Using a comprehensive data set (dissolved CH4, delta C-13-CH4, delta H-2-CH4, delta C-13-DIC, delta(CI)-C-37, delta H-2-H2O, delta O-18-H2O, Na, K, Ca, Mg, HCO3, Cl, Br, SO4, NO3 and DO), in combination with a novel application of isometric log ratios, this study describes hydrochemical and thermodynamic controls on dissolved CH4 from a coal seam gas reservoir and an alluvial aquifer in the Condamine catchment, eastern Surat/north-western Clarence-Moreton basins, Australia. delta C-13-CH4 data in the gas reservoir (-58 parts per thousand to 49 parts per thousand) and shallow coal measures underlying the alluvium (-80 parts per thousand to 65 parts per thousand) are distinct. CO2 reduction is the dominant methanogenic pathway in all aquifers, and it is controlled by SO4 concentrations and competition for reactants such as H-2. At isolated, brackish sites in the shallow coal measures and alluvium, highly depleted delta H-2-CH4 (<310 parts per thousand) indicate acetoclastic methanogenesis where SO4 concentrations inhibit CO2 reduction.

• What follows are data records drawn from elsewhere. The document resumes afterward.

//! The board: a fixed array of optional tiles plus terminal flags.

use std::fmt;

use rand::Rng;
use smallvec::SmallVec;
use tessera_core::snapshot::is_tile_value;
use tessera_core::{Cell, LoadError, CELL_COUNT, COLS, ROWS};

use crate::layout::Layout;
use crate::tile::Tile;

/// Tiles placed on a fresh board.
pub const STARTING_TILES: usize = 2;

/// Out of ten spawns, how many get the lower tier.
const LOWER_TIER_WEIGHT: u32 = 9;

/// Value rules of one game: spawn tiers and the win threshold.
#[derive(Clone, Copy, Debug, PartialEq, Eq)]
pub struct GridRules {
    /// Lower spawn tier. The higher tier is twice this. Default: 32.
    pub spawn_base: u32,
    /// Any tile at or above this value wins the game. Default: 2048.
    pub win_threshold: u32,
}

impl Default for GridRules {
    fn default() -> Self {
        Self {
            spawn_base: 32,
            win_threshold: 2048,
        }
    }
}

impl GridRules {
    /// Higher spawn tier.
    pub fn high_tier(&self) -> u32 {
        self.spawn_base * 2
    }
}

/// Logical board state for one play session.
///
/// Every tile is owned by exactly one cell, and the tile's own `cell`
/// always names that cell. `dead` and `won` are sticky: once set they
/// stay set until the grid is replaced.
#[derive(Clone, Debug, PartialEq)]
pub struct Grid {
    cells: [[Option<Tile>; COLS]; ROWS],
    rules: GridRules,
    layout: Layout,
    dead: bool,
    won: bool,
}

impl Grid {
    /// An empty board.
    pub fn new(rules: GridRules, layout: Layout) -> Self {
        Self {
            cells: Default::default(),
            rules,
            layout,
            dead: false,
            won: false,
        }
    }

    /// A fresh game: an empty board with [`STARTING_TILES`] random tiles.
    pub fn start<R: Rng + ?Sized>(rules: GridRules, layout: Layout, rng: &mut R) -> Self {
        let mut grid = Self::new(rules, layout);
        for _ in 0..STARTING_TILES {
            grid.spawn_random(rng);
        }
        grid
    }

    /// Rebuild a board from persisted row-major values (`0` = empty).
    ///
    /// The whole array is checked before any tile is placed, so a bad
    /// value never yields a partially loaded board. Dead and won are
    /// evaluated once on the result.
    pub fn from_values(
        values: &[u32],
        rules: GridRules,
        layout: Layout,
    ) -> Result<Self, LoadError> {
        if values.len() != CELL_COUNT {
            return Err(LoadError::WrongLength {
                expected: CELL_COUNT,
                found: values.len(),
            });
        }
        if let Some((index, &value)) = values
            .iter()
            .enumerate()
            .find(|&(_, &v)| v != 0 && !is_tile_value(v, rules.spawn_base))
        {
            return Err(LoadError::InvalidTileValue { index, value });
        }

        let mut grid = Self::new(rules, layout);
        for (cell, &value) in Cell::all().zip(values) {
            if value != 0 {
                grid.place(cell, value);
            }
        }
        grid.dead = grid.check_dead();
        grid.won = grid.check_won();
        Ok(grid)
    }

    /// Value rules this grid was built with.
    pub fn rules(&self) -> GridRules {
        self.rules
    }

    /// Pixel geometry used for reconciliation.
    pub fn layout(&self) -> &Layout {
        &self.layout
    }

    /// The tile at `cell`, if any.
    pub fn tile(&self, cell: Cell) -> Option<&Tile> {
        self.cells[cell.row()][cell.col()].as_ref()
    }

    pub(crate) fn slot_mut(&mut self, cell: Cell) -> &mut Option<Tile> {
        &mut self.cells[cell.row()][cell.col()]
    }

    /// All tiles in row-major order.
    pub fn tiles(&self) -> impl Iterator<Item = &Tile> {
        self.cells.iter().flatten().flatten()
    }

    pub(crate) fn tiles_mut(&mut self) -> impl Iterator<Item = &mut Tile> {
        self.cells.iter_mut().flatten().flatten()
    }

    /// Row-major cell values with `0` for empty cells.
    pub fn values(&self) -> [u32; CELL_COUNT] {
        let mut out = [0; CELL_COUNT];
        for tile in self.tiles() {
            out[tile.cell().index()] = tile.value();
        }
        out
    }

    /// Highest tile value on the board, never below 2.
    pub fn highest_tile(&self) -> u32 {
        self.tiles().map(Tile::value).fold(2, u32::max)
    }

    /// Sum of all tile values.
    pub fn tile_sum(&self) -> u64 {
        self.tiles().map(|t| u64::from(t.value())).sum()
    }

    /// Empty cells in row-major order.
    pub fn empty_cells(&self) -> SmallVec<[Cell; CELL_COUNT]> {
        Cell::all().filter(|&c| self.tile(c).is_none()).collect()
    }

    /// Whether every cell holds a tile.
    pub fn is_full(&self) -> bool {
        self.tiles().count() == CELL_COUNT
    }

    pub(crate) fn place(&mut self, cell: Cell, value: u32) {
        *self.slot_mut(cell) = Some(Tile::spawned(value, cell, &self.layout));
    }

    /// Spawn one tile on a uniformly chosen empty cell.
    ///
    /// Cells are drawn uniformly from the whole board and redrawn until an
    /// empty one comes up. The value is the lower tier nine times in ten
    /// and the higher tier otherwise.
    ///
    /// # Panics
    ///
    /// Panics if the board is full. Callers only spawn after a move that
    /// vacated at least one cell, or on an empty board.
    pub fn spawn_random<R: Rng + ?Sized>(&mut self, rng: &mut R) -> Cell {
        assert!(!self.is_full(), "spawn requested on a full board");
        let cell = loop {
            let candidate = Cell::from_index(rng.random_range(0..CELL_COUNT));
            if let Some(cell) = candidate.filter(|&c| self.tile(c).is_none()) {
                break cell;
            }
        };
        let value = if rng.random_range(0..10) < LOWER_TIER_WEIGHT {
            self.rules.spawn_base
        } else {
            self.rules.high_tier()
        };
        self.place(cell, value);
        cell
    }

    /// Full board with no tile next to an empty cell or an equal tile.
    pub fn check_dead(&self) -> bool {
        Cell::all().all(|cell| match self.tile(cell) {
            None => false,
            Some(tile) => cell.neighbours().iter().all(|&n| {
                self.tile(n)
                    .is_some_and(|other| other.value() != tile.value())
            }),
        })
    }

    /// Some tile is at or above the win threshold.
    pub fn check_won(&self) -> bool {
        self.tiles().any(|t| t.value() >= self.rules.win_threshold)
    }

    /// Latch `won` if the threshold has been reached. Never clears it.
    pub fn refresh_won(&mut self) -> bool {
        if !self.won && self.check_won() {
            self.won = true;
        }
        self.won
    }

    pub(crate) fn mark_dead(&mut self) {
        self.dead = true;
    }

    /// Sticky dead flag.
    pub fn is_dead(&self) -> bool {
        self.dead
    }

    /// Sticky won flag.
    pub fn is_won(&self) -> bool {
        self.won
    }

    /// Advance every tile's slide and scale animation by one tick.
    ///
    /// Returns how many tiles are still in motion afterward.
    pub fn reconcile_positions(&mut self) -> usize {
        let layout = self.layout;
        self.tiles_mut()
            .map(|t| t.advance(&layout))
            .filter(|&moving| moving)
            .count()
    }
}

impl fmt::Display for Grid {
    fn fmt(&self, f: &mut fmt::Formatter<'_>) -> fmt::Result {
        for row in &self.cells {
            for (col, slot) in row.iter().enumerate() {
                if col > 0 {
                    f.write_str(" ")?;
                }
                match slot {
                    Some(tile) => write!(f, "{:>5}", tile.value())?,
                    None => write!(f, "{:>5}", ".")?,
                }
            }
            writeln!(f)?;
        }
        Ok(())
    }
}
//! Binary encode/decode for save records.
//!
//! All integers are little-endian. Lists are prefixed with a `u32`
//! count. Every record ends with an FNV-1a checksum of its payload.

use std::io::{Read, Write};

use tessera_core::{SessionSnapshot, CELL_COUNT};

use crate::error::SaveError;
use crate::hash::{leaderboard_hash, session_hash};
use crate::leaderboard::{Leaderboard, LEADERBOARD_SIZE};
use crate::{FORMAT_VERSION, KIND_LEADERBOARD, KIND_SESSION, MAGIC};

/// Longest cell list a reader will allocate for. Anything above this
/// is treated as corruption rather than a larger board.
const MAX_CELLS: usize = 4 * CELL_COUNT;

// ── Primitive writers ───────────────────────────────────────────

/// Write a single byte.
pub fn write_u8(w: &mut dyn Write, v: u8) -> Result<(), SaveError> {
    w.write_all(&[v])?;
    Ok(())
}

/// Write a little-endian u32.
pub fn write_u32_le(w: &mut dyn Write, v: u32) -> Result<(), SaveError> {
    w.write_all(&v.to_le_bytes())?;
    Ok(())
}

/// Write a little-endian u64.
pub fn write_u64_le(w: &mut dyn Write, v: u64) -> Result<(), SaveError> {
    w.write_all(&v.to_le_bytes())?;
    Ok(())
}

// ── Primitive readers ───────────────────────────────────────────

/// Read a single byte.
pub fn read_u8(r: &mut dyn Read) -> Result<u8, SaveError> {
    let mut buf = [0u8; 1];
    r.read_exact(&mut buf)?;
    Ok(buf[0])
}

/// Read a little-endian u32.
pub fn read_u32_le(r: &mut dyn Read) -> Result<u32, SaveError> {
    let mut buf = [0u8; 4];
    r.read_exact(&mut buf)?;
    Ok(u32::from_le_bytes(buf))
}

/// Read a little-endian u64.
pub fn read_u64_le(r: &mut dyn Read) -> Result<u64, SaveError> {
    let mut buf = [0u8; 8];
    r.read_exact(&mut buf)?;
    Ok(u64::from_le_bytes(buf))
}

fn read_count(r: &mut dyn Read, limit: usize, what: &str) -> Result<usize, SaveError> {
    let count = read_u32_le(r)? as usize;
    if count > limit {
        return Err(SaveError::Malformed {
            detail: format!("{what} count {count} exceeds limit {limit}"),
        });
    }
    Ok(count)
}

fn verify(stored: u64, computed: u64) -> Result<(), SaveError> {
    if stored != computed {
        return Err(SaveError::ChecksumMismatch { stored, computed });
    }
    Ok(())
}

// ── Header encode/decode ────────────────────────────────────────

/// Write magic, version and record kind.
pub fn encode_header(w: &mut dyn Write, kind: u8) -> Result<(), SaveError> {
    w.write_all(&MAGIC)?;
    write_u8(w, FORMAT_VERSION)?;
    write_u8(w, kind)?;
    Ok(())
}

/// Read and validate magic, version and record kind.
pub fn decode_header(r: &mut dyn Read, expected_kind: u8) -> Result<(), SaveError> {
    let mut magic = [0u8; 4];
    r.read_exact(&mut magic)?;
    if magic != MAGIC {
        return Err(SaveError::InvalidMagic);
    }

    let version = read_u8(r)?;
    if version != FORMAT_VERSION {
        return Err(SaveError::UnsupportedVersion { found: version });
    }

    let kind = read_u8(r)?;
    if kind != expected_kind {
        return Err(SaveError::Malformed {
            detail: format!("record kind {kind}, expected {expected_kind}"),
        });
    }
    Ok(())
}

// ── Session ─────────────────────────────────────────────────────

/// Encode a full session record.
pub fn encode_session(w: &mut dyn Write, snapshot: &SessionSnapshot) -> Result<(), SaveError> {
    encode_header(w, KIND_SESSION)?;
    write_u32_le(w, snapshot.cells.len() as u32)?;
    for &v in &snapshot.cells {
        write_u32_le(w, v)?;
    }
    write_u64_le(w, snapshot.score)?;
    write_u64_le(w, snapshot.elapsed_ms)?;
    write_u64_le(
        w,
        session_hash(&snapshot.cells, snapshot.score, snapshot.elapsed_ms),
    )?;
    Ok(())
}

/// Decode a full session record.
///
/// The checksum is verified before the cell list is shaped into a
/// [`SessionSnapshot`], so a wrong cell count in an intact file is
/// reported as [`SaveError::Load`]. Tile values are not checked here.
pub fn decode_session(r: &mut dyn Read) -> Result<SessionSnapshot, SaveError> {
    decode_header(r, KIND_SESSION)?;
    let count = read_count(r, MAX_CELLS, "cell")?;
    let mut cells = Vec::with_capacity(count);
    for _ in 0..count {
        cells.push(read_u32_le(r)?);
    }
    let score = read_u64_le(r)?;
    let elapsed_ms = read_u64_le(r)?;
    let stored = read_u64_le(r)?;
    verify(stored, session_hash(&cells, score, elapsed_ms))?;
    Ok(SessionSnapshot::from_cells(&cells, score, elapsed_ms)?)
}

// ── Leaderboard ─────────────────────────────────────────────────

/// Encode a full leaderboard record.
pub fn encode_leaderboard(w: &mut dyn Write, board: &Leaderboard) -> Result<(), SaveError> {
    encode_header(w, KIND_LEADERBOARD)?;
    write_u32_le(w, board.tiles().len() as u32)?;
    for &v in board.tiles() {
        write_u32_le(w, v)?;
    }
    write_u32_le(w, board.scores().len() as u32)?;
    for &v in board.scores() {
        write_u64_le(w, v)?;
    }
    write_u32_le(w, board.times().len() as u32)?;
    for &v in board.times() {
        write_u64_le(w, v)?;
    }
    write_u64_le(
        w,
        leaderboard_hash(board.tiles(), board.scores(), board.times()),
    )?;
    Ok(())
}

/// Decode a full leaderboard record.
pub fn decode_leaderboard(r: &mut dyn Read) -> Result<Leaderboard, SaveError> {
    decode_header(r, KIND_LEADERBOARD)?;

    let count = read_count(r, LEADERBOARD_SIZE, "tile")?;
    let mut tiles = Vec::with_capacity(count);
    for _ in 0..count {
        tiles.push(read_u32_le(r)?);
    }
    let count = read_count(r, LEADERBOARD_SIZE, "score")?;
    let mut scores = Vec::with_capacity(count);
    for _ in 0..count {
        scores.push(read_u64_le(r)?);
    }
    let count = read_count(r, LEADERBOARD_SIZE, "time")?;
    let mut times = Vec::with_capacity(count);
    for _ in 0..count {
        times.push(read_u64_le(r)?);
    }

    let stored = read_u64_le(r)?;
    verify(stored, leaderboard_hash(&tiles, &scores, &times))?;
    Ok(Leaderboard::from_parts(tiles, scores, times))
}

Evidence of CH4 migration from the deep gas reservoir (200-500 m) to the shallow coal measures (<200 m) or the alluvium was not observed. The study demonstrates the importance of understanding CH4 at different depth profiles within and between aquifers. Further research, including culturing studies of microbial consortia, will improve our understanding of the occurrence of CH4 within and between aquifers in these basins.